Inmates imprisoned in West Virginia are rushed to complete rehabilitation programs and classes for the sake of sheer numbers. In other words, it looks good on paper for the Division of Corrections to show high numbers of completion. Some get rehabilitated. Most do not.
Say an inmate is serving a 50-year sentence. He will be eligible to make parole in 12 and a half years. If he is rushed to complete his programming in the first three years of incarceration, what is he doing to improve himself for the remaining nine and a half years?
Completion of programs/classes on paper quickly is about statistics. Completion of quality programs/classes over time is rehabilitation.
Inmates who obtain GED diplomas, complete mandatory rehabilitation classes, demonstrate a desire to change themselves, abstain from drugs/alcohol and meet other requirements should be considered to go in front of their sentencing courts to show these things and receive a reconsideration of their length of sentence.
In doing so, this would help alleviate the overcrowding and lack of bed space. In conclusion, there needs to be drastic changes in the sentencing guidelines and prison system to curb this growing problem in West Virginia.
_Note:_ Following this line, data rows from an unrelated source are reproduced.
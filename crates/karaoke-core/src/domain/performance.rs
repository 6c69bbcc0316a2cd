use chrono::{DateTime, Utc};
use serde::{Deserialize, Serialize};
use std::time::Duration;

use crate::domain::entity::Entity;
use crate::domain::ids::{PerformanceId, SongId, UserId};

/// Audio grabado y ensamblado, etiquetado con su codificación.
#[derive(Debug, Clone, PartialEq, Eq)]
pub struct RecordingBlob {
  /// Codificación negociada para la sesión (`audio/webm`, `audio/wav`…).
  pub mime_type: String,
  pub data: Vec<u8>,
}

impl RecordingBlob {
  pub fn len(&self) -> usize {
    self.data.len()
  }

  pub fn is_empty(&self) -> bool {
    self.data.is_empty()
  }
}

/// Resultado de una sesión de grabación completada.
///
/// Se produce exactamente una vez por sesión y lo consume la persistencia
/// a través de `create`.
#[derive(Debug, Clone, PartialEq, Eq)]
pub struct PerformanceArtifact {
  /// Referencia efímera (`blob:`) al audio ensamblado.
  pub url: String,
  pub blob: RecordingBlob,
  pub song_id: SongId,
  /// Tiempo transcurrido entre el inicio de la captura y la orden de parada.
  pub duration: Duration,
}

/// Interpretación persistida.
#[derive(Debug, Clone, PartialEq, Serialize, Deserialize)]
#[serde(rename_all = "camelCase")]
pub struct Performance {
  pub id: PerformanceId,
  pub user_id: UserId,
  pub song_id: SongId,
  pub recording_url: String,
  /// Duración en segundos.
  pub duration: f64,
  #[serde(default)]
  pub effects: Vec<String>,
  #[serde(default)]
  pub shared_platforms: Vec<String>,
  pub created_at: DateTime<Utc>,
}

#[derive(Debug, Clone, PartialEq, Serialize, Deserialize)]
#[serde(rename_all = "camelCase")]
pub struct PerformanceDraft {
  pub user_id: UserId,
  pub song_id: SongId,
  pub recording_url: String,
  pub duration: f64,
  #[serde(default)]
  pub effects: Vec<String>,
  #[serde(default)]
  pub shared_platforms: Vec<String>,
}

impl PerformanceDraft {
  /// Borrador a partir de un artefacto recién grabado: sin efectos y sin
  /// compartir en ninguna plataforma.
  pub fn from_artifact(artifact: &PerformanceArtifact, user_id: UserId) -> Self {
    Self {
      user_id,
      song_id: artifact.song_id,
      recording_url: artifact.url.clone(),
      duration: artifact.duration.as_secs_f64(),
      effects: Vec::new(),
      shared_platforms: Vec::new(),
    }
  }
}

#[derive(Debug, Clone, Default, PartialEq, Serialize, Deserialize)]
#[serde(rename_all = "camelCase")]
pub struct PerformancePatch {
  pub recording_url: Option<String>,
  pub effects: Option<Vec<String>>,
  pub shared_platforms: Option<Vec<String>>,
}

impl Entity for Performance {
  type Id = PerformanceId;
  type Draft = PerformanceDraft;
  type Patch = PerformancePatch;

  const KIND: &'static str = "performance";

  fn id(&self) -> PerformanceId {
    self.id
  }

  fn from_draft(draft: PerformanceDraft, created_at: DateTime<Utc>) -> Self {
    Performance {
      id: PerformanceId::new(),
      user_id: draft.user_id,
      song_id: draft.song_id,
      recording_url: draft.recording_url,
      duration: draft.duration,
      effects: draft.effects,
      shared_platforms: draft.shared_platforms,
      created_at,
    }
  }

  fn apply(&mut self, patch: PerformancePatch) {
    if let Some(url) = patch.recording_url {
      self.recording_url = url;
    }
    if let Some(effects) = patch.effects {
      self.effects = effects;
    }
    if let Some(platforms) = patch.shared_platforms {
      self.shared_platforms = platforms;
    }
  }
}
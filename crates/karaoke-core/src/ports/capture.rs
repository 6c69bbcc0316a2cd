use std::sync::Arc;

use async_trait::async_trait;

/// Fallos al adquirir el micrófono.
#[derive(Debug, Clone, PartialEq, Eq, thiserror::Error)]
pub enum CaptureError {
  #[error("audio capture not supported")]
  NotSupported,
  #[error("permission denied")]
  PermissionDenied,
  #[error("no capture device found")]
  NotFound,
  #[error("{0}")]
  Other(String),
}

/// Destino de los eventos que empuja el dispositivo.
///
/// El dispositivo entrega los trozos de audio en el orden en que los produce;
/// el controlador nunca hace polling.
pub trait ChunkSink: Send + Sync {
  fn push_chunk(&self, chunk: Vec<u8>);

  /// Fallo asíncrono del hardware (desconexión, etc.).
  fn fail(&self, reason: String);

  /// El dispositivo ya entregó todo lo pendiente tras `request_stop`.
  fn finished(&self);
}

/// Handle exclusivo sobre el dispositivo de captura.
///
/// Mientras exista, el dispositivo está "en uso" (indicador de grabación
/// encendido). `release` debe ser idempotente.
pub trait CaptureHandle: Send + Sync {
  /// Empieza a producir trozos con la codificación negociada.
  fn start(&self, mime_type: &str);

  /// Deja de producir; lo pendiente se entrega antes de `ChunkSink::finished`.
  fn request_stop(&self);

  /// Detiene todas las pistas subyacentes y libera el dispositivo.
  fn release(&self);
}

/// Capacidad de captura de micrófono inyectada en el controlador.
///
/// Implementaciones posibles:
/// - hardware real (cpal, WebAudio vía wasm…)
/// - simulador para demos
/// - dobles de test
#[async_trait]
pub trait CaptureDevice: Send + Sync {
  /// `false` si la plataforma no tiene ninguna facilidad de captura.
  fn is_available(&self) -> bool;

  fn supports_format(&self, mime_type: &str) -> bool;

  /// Pide acceso exclusivo. Es el único punto de suspensión del arranque.
  async fn acquire(&self, sink: Arc<dyn ChunkSink>) -> Result<Arc<dyn CaptureHandle>, CaptureError>;
}
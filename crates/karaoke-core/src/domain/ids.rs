use serde::{Deserialize, Serialize};
use std::fmt;
use std::str::FromStr;
use uuid::Uuid;

/// Identificador único de una canción del catálogo.
#[derive(Debug, Clone, Copy, PartialEq, Eq, Hash, Serialize, Deserialize)]
pub struct SongId(Uuid);

impl SongId {
  /// Genera un nuevo identificador único.
  pub fn new() -> Self {
    SongId(Uuid::new_v4())
  }

  /// Construye un `SongId` a partir de un `Uuid` existente.
  pub fn from_uuid(u: Uuid) -> Self {
    SongId(u)
  }

  /// Devuelve el `Uuid` interno.
  pub fn as_uuid(&self) -> Uuid {
    self.0
  }
}

impl From<Uuid> for SongId {
  fn from(u: Uuid) -> Self {
    SongId(u)
  }
}

impl From<SongId> for Uuid {
  fn from(id: SongId) -> Self {
    id.0
  }
}

impl FromStr for SongId {
  type Err = uuid::Error;

  fn from_str(s: &str) -> Result<Self, Self::Err> {
    Uuid::parse_str(s).map(SongId)
  }
}

impl fmt::Display for SongId {
  fn fmt(&self, f: &mut fmt::Formatter<'_>) -> fmt::Result {
    self.0.fmt(f)
  }
}

/// Identificador de una interpretación guardada (`Performance`).
#[derive(Debug, Clone, Copy, PartialEq, Eq, Hash, Serialize, Deserialize)]
pub struct PerformanceId(Uuid);

impl PerformanceId {
  pub fn new() -> Self {
    PerformanceId(Uuid::new_v4())
  }

  pub fn from_uuid(u: Uuid) -> Self {
    PerformanceId(u)
  }

  pub fn as_uuid(&self) -> Uuid {
    self.0
  }
}

impl From<Uuid> for PerformanceId {
  fn from(u: Uuid) -> Self {
    PerformanceId(u)
  }
}

impl FromStr for PerformanceId {
  type Err = uuid::Error;

  fn from_str(s: &str) -> Result<Self, Self::Err> {
    Uuid::parse_str(s).map(PerformanceId)
  }
}

impl fmt::Display for PerformanceId {
  fn fmt(&self, f: &mut fmt::Formatter<'_>) -> fmt::Result {
    self.0.fmt(f)
  }
}

/// Identificador de usuario.
#[derive(Debug, Clone, Copy, PartialEq, Eq, Hash, Serialize, Deserialize)]
pub struct UserId(Uuid);

impl UserId {
  pub fn new() -> Self {
    UserId(Uuid::new_v4())
  }

  pub fn from_uuid(u: Uuid) -> Self {
    UserId(u)
  }

  pub fn as_uuid(&self) -> Uuid {
    self.0
  }
}

impl From<Uuid> for UserId {
  fn from(u: Uuid) -> Self {
    UserId(u)
  }
}

impl FromStr for UserId {
  type Err = uuid::Error;

  fn from_str(s: &str) -> Result<Self, Self::Err> {
    Uuid::parse_str(s).map(UserId)
  }
}

impl fmt::Display for UserId {
  fn fmt(&self, f: &mut fmt::Formatter<'_>) -> fmt::Result {
    self.0.fmt(f)
  }
}

/// Identificador de un intento de grabación.
///
/// No se persiste: sirve para correlacionar logs y para descartar eventos
/// de dispositivo que lleguen tarde de una sesión anterior.
#[derive(Debug, Clone, Copy, PartialEq, Eq, Hash)]
pub struct SessionId(Uuid);

impl SessionId {
  pub fn new() -> Self {
    SessionId(Uuid::new_v4())
  }
}

impl fmt::Display for SessionId {
  fn fmt(&self, f: &mut fmt::Formatter<'_>) -> fmt::Result {
    self.0.fmt(f)
  }
}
While there is not a “cure all,” courts need to stop sentencing people to insane amounts of time for having the disease of addiction, because that’s what it amounts to.
Most crime is a byproduct of addiction. Treat addiction more fairly while making individuals pay for their crimes. Stop wasting the taxpayers’ money with draconian sentencing if rehabilitation can be achieved in one-fourth the time. Remember, the goal is rehabilitation, not revenge.
Jordan is a Mt. Olive prison inmate.